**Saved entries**
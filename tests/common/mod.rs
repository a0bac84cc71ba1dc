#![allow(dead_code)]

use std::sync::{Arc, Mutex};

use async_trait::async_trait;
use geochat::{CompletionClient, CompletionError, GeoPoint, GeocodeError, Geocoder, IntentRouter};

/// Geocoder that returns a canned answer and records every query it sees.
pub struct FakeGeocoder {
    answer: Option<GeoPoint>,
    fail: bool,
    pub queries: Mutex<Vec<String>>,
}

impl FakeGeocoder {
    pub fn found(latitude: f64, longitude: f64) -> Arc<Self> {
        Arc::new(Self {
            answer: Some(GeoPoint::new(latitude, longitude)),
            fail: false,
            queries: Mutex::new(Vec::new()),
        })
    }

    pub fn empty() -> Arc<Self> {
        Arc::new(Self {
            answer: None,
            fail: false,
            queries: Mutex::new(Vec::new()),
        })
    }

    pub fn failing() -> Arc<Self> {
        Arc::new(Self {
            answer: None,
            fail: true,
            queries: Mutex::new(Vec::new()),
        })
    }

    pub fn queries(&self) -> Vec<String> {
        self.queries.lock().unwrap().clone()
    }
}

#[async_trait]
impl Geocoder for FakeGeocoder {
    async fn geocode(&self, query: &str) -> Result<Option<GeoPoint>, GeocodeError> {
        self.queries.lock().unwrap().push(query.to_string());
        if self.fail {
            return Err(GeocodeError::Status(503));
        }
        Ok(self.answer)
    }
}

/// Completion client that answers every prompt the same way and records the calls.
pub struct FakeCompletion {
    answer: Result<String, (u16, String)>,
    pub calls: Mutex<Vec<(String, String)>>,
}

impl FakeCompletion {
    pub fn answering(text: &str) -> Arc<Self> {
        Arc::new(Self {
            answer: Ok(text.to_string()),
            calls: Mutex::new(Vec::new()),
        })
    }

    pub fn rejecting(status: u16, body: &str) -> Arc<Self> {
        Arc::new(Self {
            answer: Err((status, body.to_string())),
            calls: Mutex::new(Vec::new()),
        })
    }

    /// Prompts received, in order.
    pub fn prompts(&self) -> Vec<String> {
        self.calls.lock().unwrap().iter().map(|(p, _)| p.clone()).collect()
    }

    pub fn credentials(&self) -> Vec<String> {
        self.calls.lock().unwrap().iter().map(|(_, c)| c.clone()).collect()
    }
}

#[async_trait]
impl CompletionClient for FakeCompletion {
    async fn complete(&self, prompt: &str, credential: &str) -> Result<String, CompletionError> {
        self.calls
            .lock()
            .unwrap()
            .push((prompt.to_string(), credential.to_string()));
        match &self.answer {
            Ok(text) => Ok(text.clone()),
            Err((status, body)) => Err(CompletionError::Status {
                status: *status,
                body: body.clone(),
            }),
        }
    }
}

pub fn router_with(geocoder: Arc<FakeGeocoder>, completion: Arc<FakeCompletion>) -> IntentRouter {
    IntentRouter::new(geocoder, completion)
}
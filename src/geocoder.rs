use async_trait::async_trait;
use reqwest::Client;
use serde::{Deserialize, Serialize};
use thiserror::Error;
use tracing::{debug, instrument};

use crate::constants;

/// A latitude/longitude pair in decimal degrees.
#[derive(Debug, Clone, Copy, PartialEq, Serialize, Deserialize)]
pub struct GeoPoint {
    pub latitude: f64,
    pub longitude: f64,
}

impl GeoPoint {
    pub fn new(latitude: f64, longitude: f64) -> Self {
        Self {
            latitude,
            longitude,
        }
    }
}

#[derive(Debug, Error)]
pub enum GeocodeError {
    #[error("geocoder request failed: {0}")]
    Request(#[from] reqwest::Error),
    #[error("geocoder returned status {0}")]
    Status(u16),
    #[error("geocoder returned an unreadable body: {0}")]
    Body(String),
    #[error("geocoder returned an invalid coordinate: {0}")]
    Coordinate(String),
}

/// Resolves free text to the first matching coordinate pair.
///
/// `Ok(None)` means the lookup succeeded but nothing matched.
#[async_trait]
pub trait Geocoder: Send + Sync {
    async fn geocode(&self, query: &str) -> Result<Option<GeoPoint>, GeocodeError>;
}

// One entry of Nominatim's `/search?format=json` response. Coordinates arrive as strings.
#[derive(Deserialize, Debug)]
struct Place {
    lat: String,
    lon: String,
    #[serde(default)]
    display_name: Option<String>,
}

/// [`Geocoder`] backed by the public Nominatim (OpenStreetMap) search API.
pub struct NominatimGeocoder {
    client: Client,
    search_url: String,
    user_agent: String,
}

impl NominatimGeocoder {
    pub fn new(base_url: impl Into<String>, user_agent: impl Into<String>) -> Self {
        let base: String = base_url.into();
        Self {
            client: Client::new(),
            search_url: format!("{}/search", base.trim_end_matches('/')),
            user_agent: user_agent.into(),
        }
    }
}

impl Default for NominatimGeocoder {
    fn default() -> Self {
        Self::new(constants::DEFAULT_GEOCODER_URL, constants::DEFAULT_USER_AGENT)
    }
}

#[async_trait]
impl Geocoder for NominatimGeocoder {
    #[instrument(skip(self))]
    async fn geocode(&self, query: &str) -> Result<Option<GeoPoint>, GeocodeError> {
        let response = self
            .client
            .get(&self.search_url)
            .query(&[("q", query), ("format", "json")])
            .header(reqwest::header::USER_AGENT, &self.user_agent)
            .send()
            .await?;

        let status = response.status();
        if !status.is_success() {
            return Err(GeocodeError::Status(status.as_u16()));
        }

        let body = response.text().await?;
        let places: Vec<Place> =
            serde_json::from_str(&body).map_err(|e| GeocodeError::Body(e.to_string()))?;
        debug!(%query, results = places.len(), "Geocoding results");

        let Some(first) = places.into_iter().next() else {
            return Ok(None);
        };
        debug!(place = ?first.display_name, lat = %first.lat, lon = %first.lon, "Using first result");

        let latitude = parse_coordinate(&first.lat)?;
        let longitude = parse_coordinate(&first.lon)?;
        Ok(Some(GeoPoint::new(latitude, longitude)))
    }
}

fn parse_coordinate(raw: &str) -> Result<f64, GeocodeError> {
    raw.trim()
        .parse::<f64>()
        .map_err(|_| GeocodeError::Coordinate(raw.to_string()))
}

**Assignment**
Please give back the entries above, unchanged and complete.

**Exercise response**
filename tests/common/mod.rs
repository a0bac84cc71ba1dc
#![allow(dead_code)]

use std::sync::{Arc, Mutex};

use async_trait::async_trait;
use geochat::{CompletionClient, CompletionError, GeoPoint, GeocodeError, Geocoder, IntentRouter};

/// Geocoder that returns a canned answer and records every query it sees.
pub struct FakeGeocoder {
    answer: Option<GeoPoint>,
    fail: bool,
    pub queries: Mutex<Vec<String>>,
}

impl FakeGeocoder {
    pub fn found(latitude: f64, longitude: f64) -> Arc<Self> {
        Arc::new(Self {
            answer: Some(GeoPoint::new(latitude, longitude)),
            fail: false,
            queries: Mutex::new(Vec::new()),
        })
    }

    pub fn empty() -> Arc<Self> {
        Arc::new(Self {
            answer: None,
            fail: false,
            queries: Mutex::new(Vec::new()),
        })
    }

    pub fn failing() -> Arc<Self> {
        Arc::new(Self {
            answer: None,
            fail: true,
            queries: Mutex::new(Vec::new()),
        })
    }

    pub fn queries(&self) -> Vec<String> {
        self.queries.lock().unwrap().clone()
    }
}

#[async_trait]
impl Geocoder for FakeGeocoder {
    async fn geocode(&self, query: &str) -> Result<Option<GeoPoint>, GeocodeError> {
        self.queries.lock().unwrap().push(query.to_string());
        if self.fail {
            return Err(GeocodeError::Status(503));
        }
        Ok(self.answer)
    }
}

/// Completion client that answers every prompt the same way and records the calls.
pub struct FakeCompletion {
    answer: Result<String, (u16, String)>,
    pub calls: Mutex<Vec<(String, String)>>,
}

impl FakeCompletion {
    pub fn answering(text: &str) -> Arc<Self> {
        Arc::new(Self {
            answer: Ok(text.to_string()),
            calls: Mutex::new(Vec::new()),
        })
    }

    pub fn rejecting(status: u16, body: &str) -> Arc<Self> {
        Arc::new(Self {
            answer: Err((status, body.to_string())),
            calls: Mutex::new(Vec::new()),
        })
    }

    /// Prompts received, in order.
    pub fn prompts(&self) -> Vec<String> {
        self.calls.lock().unwrap().iter().map(|(p, _)| p.clone()).collect()
    }

    pub fn credentials(&self) -> Vec<String> {
        self.calls.lock().unwrap().iter().map(|(_, c)| c.clone()).collect()
    }
}

#[async_trait]
impl CompletionClient for FakeCompletion {
    async fn complete(&self, prompt: &str, credential: &str) -> Result<String, CompletionError> {
        self.calls
            .lock()
            .unwrap()
            .push((prompt.to_string(), credential.to_string()));
        match &self.answer {
            Ok(text) => Ok(text.clone()),
            Err((status, body)) => Err(CompletionError::Status {
                status: *status,
                body: body.clone(),
            }),
        }
    }
}

pub fn router_with(geocoder: Arc<FakeGeocoder>, completion: Arc<FakeCompletion>) -> IntentRouter {
    IntentRouter::new(geocoder, completion)
}
filename src/geocoder.rs
use async_trait::async_trait;
use reqwest::Client;
use serde::{Deserialize, Serialize};
use thiserror::Error;
use tracing::{debug, instrument};

use crate::constants;

/// A latitude/longitude pair in decimal degrees.
#[derive(Debug, Clone, Copy, PartialEq, Serialize, Deserialize)]
pub struct GeoPoint {
    pub latitude: f64,
    pub longitude: f64,
}

impl GeoPoint {
    pub fn new(latitude: f64, longitude: f64) -> Self {
        Self {
            latitude,
            longitude,
        }
    }
}

#[derive(Debug, Error)]
pub enum GeocodeError {
    #[error("geocoder request failed: {0}")]
    Request(#[from] reqwest::Error),
    #[error("geocoder returned status {0}")]
    Status(u16),
    #[error("geocoder returned an unreadable body: {0}")]
    Body(String),
    #[error("geocoder returned an invalid coordinate: {0}")]
    Coordinate(String),
}

/// Resolves free text to the first matching coordinate pair.
///
/// `Ok(None)` means the lookup succeeded but nothing matched.
#[async_trait]
pub trait Geocoder: Send + Sync {
    async fn geocode(&self, query: &str) -> Result<Option<GeoPoint>, GeocodeError>;
}

// One entry of Nominatim's `/search?format=json` response. Coordinates arrive as strings.
#[derive(Deserialize, Debug)]
struct Place {
    lat: String,
    lon: String,
    #[serde(default)]
    display_name: Option<String>,
}

/// [`Geocoder`] backed by the public Nominatim (OpenStreetMap) search API.
pub struct NominatimGeocoder {
    client: Client,
    search_url: String,
    user_agent: String,
}

impl NominatimGeocoder {
    pub fn new(base_url: impl Into<String>, user_agent: impl Into<String>) -> Self {
        let base: String = base_url.into();
        Self {
            client: Client::new(),
            search_url: format!("{}/search", base.trim_end_matches('/')),
            user_agent: user_agent.into(),
        }
    }
}

impl Default for NominatimGeocoder {
    fn default() -> Self {
        Self::new(constants::DEFAULT_GEOCODER_URL, constants::DEFAULT_USER_AGENT)
    }
}

#[async_trait]
impl Geocoder for NominatimGeocoder {
    #[instrument(skip(self))]
    async fn geocode(&self, query: &str) -> Result<Option<GeoPoint>, GeocodeError> {
        let response = self
            .client
            .get(&self.search_url)
            .query(&[("q", query), ("format", "json")])
            .header(reqwest::header::USER_AGENT, &self.user_agent)
            .send()
            .await?;

        let status = response.status();
        if !status.is_success() {
            return Err(GeocodeError::Status(status.as_u16()));
        }

        let body = response.text().await?;
        let places: Vec<Place> =
            serde_json::from_str(&body).map_err(|e| GeocodeError::Body(e.to_string()))?;
        debug!(%query, results = places.len(), "Geocoding results");

        let Some(first) = places.into_iter().next() else {
            return Ok(None);
        };
        debug!(place = ?first.display_name, lat = %first.lat, lon = %first.lon, "Using first result");

        let latitude = parse_coordinate(&first.lat)?;
        let longitude = parse_coordinate(&first.lon)?;
        Ok(Some(GeoPoint::new(latitude, longitude)))
    }
}

fn parse_coordinate(raw: &str) -> Result<f64, GeocodeError> {
    raw.trim()
        .parse::<f64>()
        .map_err(|_| GeocodeError::Coordinate(raw.to_string()))
}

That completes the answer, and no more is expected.